## Exercise goal:
Whenever the word "Some" appears in a line of the listing, copy that line.
******
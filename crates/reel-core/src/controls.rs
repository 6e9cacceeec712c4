//! Control strip view model
//!
//! Options come from closed candidate sets, so every tap is valid by
//! construction and simply overwrites its field.

use crate::{
    progress::ProgressBar,
    settings::{Action, PlaybackSettings},
    types::{PlaybackRate, ResizeMode, Volume},
};

/// Which setting a group of options controls
#[derive(Debug, Clone, Copy, PartialEq, Eq, Hash)]
pub enum ControlGroupKind {
    Rate,
    Volume,
    ResizeMode,
}

/// A single tap target
#[derive(Debug, Clone, Copy, PartialEq)]
pub struct ControlOption {
    pub label: &'static str,
    /// Rendered with emphasis when true
    pub selected: bool,
    /// Dispatched on tap
    pub action: Action,
}

#[derive(Debug, Clone, PartialEq)]
pub struct ControlGroup {
    pub kind: ControlGroupKind,
    pub options: Vec<ControlOption>,
}

impl ControlGroup {
    fn build<T: Copy + PartialEq>(
        kind: ControlGroupKind,
        candidates: &[T],
        current: T,
        label: impl Fn(&T) -> &'static str,
        action: impl Fn(T) -> Action,
    ) -> Self {
        let options = candidates
            .iter()
            .map(|candidate| ControlOption {
                label: label(candidate),
                selected: *candidate == current,
                action: action(*candidate),
            })
            .collect();
        Self { kind, options }
    }

    /// The emphasized option
    pub fn selected(&self) -> Option<&ControlOption> {
        self.options.iter().find(|o| o.selected)
    }
}

/// Everything drawn over the video
#[derive(Debug, Clone, PartialEq)]
pub struct ControlStrip {
    pub rate: ControlGroup,
    pub volume: ControlGroup,
    pub resize_mode: ControlGroup,
    pub progress: ProgressBar,
}

impl ControlStrip {
    pub fn from_settings(settings: &PlaybackSettings) -> Self {
        Self {
            rate: ControlGroup::build(
                ControlGroupKind::Rate,
                &PlaybackRate::ALL,
                settings.rate,
                PlaybackRate::label,
                Action::SelectRate,
            ),
            volume: ControlGroup::build(
                ControlGroupKind::Volume,
                &Volume::ALL,
                settings.volume,
                Volume::label,
                Action::SelectVolume,
            ),
            resize_mode: ControlGroup::build(
                ControlGroupKind::ResizeMode,
                &ResizeMode::ALL,
                settings.resize_mode,
                ResizeMode::label,
                Action::SelectResizeMode,
            ),
            progress: ProgressBar::from_settings(settings),
        }
    }

    /// Groups in left-to-right order
    pub fn groups(&self) -> [&ControlGroup; 3] {
        [&self.rate, &self.volume, &self.resize_mode]
    }
}
//! Configuration loading and endpoint resolution

use crate::message::TrackRef;
use crate::{Error, Result};
use serde::Deserialize;
use std::path::{Path, PathBuf};

/// Default remote channel endpoint when nothing else is configured
pub const DEFAULT_ENDPOINT: &str = "ws://127.0.0.1:8050/websocket";

/// Player configuration, loaded from a TOML file
#[derive(Debug, Clone, Deserialize)]
#[serde(default)]
pub struct Config {
    /// Remote channel endpoint (persistent socket), resolved once at startup
    pub endpoint: String,

    /// Initial master volume, 0-100
    pub master_volume: f64,

    /// Initial noise fraction, 0-100
    pub noise_fraction: f64,

    /// Ambient noise track seeded into the noise queue at startup
    pub noise_track: Option<NoiseTrackConfig>,
}

/// Noise track reference as it appears in the config file
#[derive(Debug, Clone, Deserialize)]
pub struct NoiseTrackConfig {
    pub id: u64,
    pub provider_id: String,
}

impl From<&NoiseTrackConfig> for TrackRef {
    fn from(config: &NoiseTrackConfig) -> Self {
        TrackRef::new(config.id, config.provider_id.clone())
    }
}

impl Default for Config {
    fn default() -> Self {
        Self {
            endpoint: DEFAULT_ENDPOINT.to_string(),
            master_volume: 100.0,
            noise_fraction: 0.0,
            noise_track: None,
        }
    }
}

impl Config {
    /// Load configuration.
    ///
    /// An explicitly given path must exist and parse; otherwise the
    /// platform config file is used if present, and compiled defaults as
    /// the final fallback.
    pub fn load(explicit: Option<&Path>) -> Result<Self> {
        if let Some(path) = explicit {
            let contents = std::fs::read_to_string(path).map_err(|e| {
                Error::Config(format!("cannot read {}: {}", path.display(), e))
            })?;
            return toml::from_str(&contents)
                .map_err(|e| Error::Config(format!("cannot parse {}: {}", path.display(), e)));
        }

        if let Some(path) = default_config_file() {
            if let Ok(contents) = std::fs::read_to_string(&path) {
                return toml::from_str(&contents)
                    .map_err(|e| Error::Config(format!("cannot parse {}: {}", path.display(), e)));
            }
        }

        Ok(Self::default())
    }

    /// Noise track as a playable reference, if one is configured
    pub fn noise_track_ref(&self) -> Option<TrackRef> {
        self.noise_track.as_ref().map(TrackRef::from)
    }
}

/// Resolve the remote channel endpoint, priority order:
/// 1. Command-line argument (highest priority)
/// 2. Environment variable
/// 3. TOML config file
/// 4. Compiled default (fallback)
pub fn resolve_endpoint(cli_arg: Option<&str>, env_var_name: &str, config: &Config) -> String {
    if let Some(endpoint) = cli_arg {
        return endpoint.to_string();
    }

    if let Ok(endpoint) = std::env::var(env_var_name) {
        if !endpoint.is_empty() {
            return endpoint;
        }
    }

    config.endpoint.clone()
}

/// Default configuration file path for the platform
fn default_config_file() -> Option<PathBuf> {
    let user_config = dirs::config_dir().map(|d| d.join("cloudradio").join("config.toml"));

    if let Some(path) = &user_config {
        if path.exists() {
            return user_config;
        }
    }

    if cfg!(target_os = "linux") {
        let system_config = PathBuf::from("/etc/cloudradio/config.toml");
        if system_config.exists() {
            return Some(system_config);
        }
    }

    None
}

#[cfg(test)]
mod tests {
    use super::*;
    use std::io::Write;

    #[test]
    fn test_default_config() {
        let config = Config::default();
        assert_eq!(config.endpoint, DEFAULT_ENDPOINT);
        assert_eq!(config.master_volume, 100.0);
        assert_eq!(config.noise_fraction, 0.0);
        assert!(config.noise_track.is_none());
    }

    #[test]
    fn test_load_explicit_file() {
        let mut file = tempfile::NamedTempFile::new().unwrap();
        writeln!(
            file,
            r#"
endpoint = "ws://10.0.0.5:8050/websocket"
noise_fraction = 20.0

[noise_track]
id = 28907786
provider_id = "soundcloud"
"#
        )
        .unwrap();

        let config = Config::load(Some(file.path())).unwrap();
        assert_eq!(config.endpoint, "ws://10.0.0.5:8050/websocket");
        assert_eq!(config.noise_fraction, 20.0);
        // Unspecified fields keep their defaults
        assert_eq!(config.master_volume, 100.0);

        let track = config.noise_track_ref().unwrap();
        assert_eq!(track.id, 28907786);
        assert_eq!(track.provider_id, "soundcloud");
    }

    #[test]
    fn test_load_explicit_file_missing() {
        let result = Config::load(Some(Path::new("/nonexistent/cloudradio.toml")));
        assert!(matches!(result, Err(Error::Config(_))));
    }

    #[test]
    fn test_resolve_endpoint_priority() {
        let config = Config {
            endpoint: "ws://from-config:8050/websocket".to_string(),
            ..Config::default()
        };

        // CLI wins over everything
        let endpoint = resolve_endpoint(
            Some("ws://from-cli:8050/websocket"),
            "CLOUDRADIO_TEST_ENDPOINT_UNSET",
            &config,
        );
        assert_eq!(endpoint, "ws://from-cli:8050/websocket");

        // Config file when CLI and env are absent
        let endpoint = resolve_endpoint(None, "CLOUDRADIO_TEST_ENDPOINT_UNSET", &config);
        assert_eq!(endpoint, "ws://from-config:8050/websocket");
    }
}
******
## Response:
        if let Some(path) = explicit {
        if let Some(path) = default_config_file() {
    if let Some(endpoint) = cli_arg {
    if let Some(path) = &user_config {
            return Some(system_config);
        let config = Config::load(Some(file.path())).unwrap();
        let result = Config::load(Some(Path::new("/nonexistent/cloudradio.toml")));
            Some("ws://from-cli:8050/websocket"),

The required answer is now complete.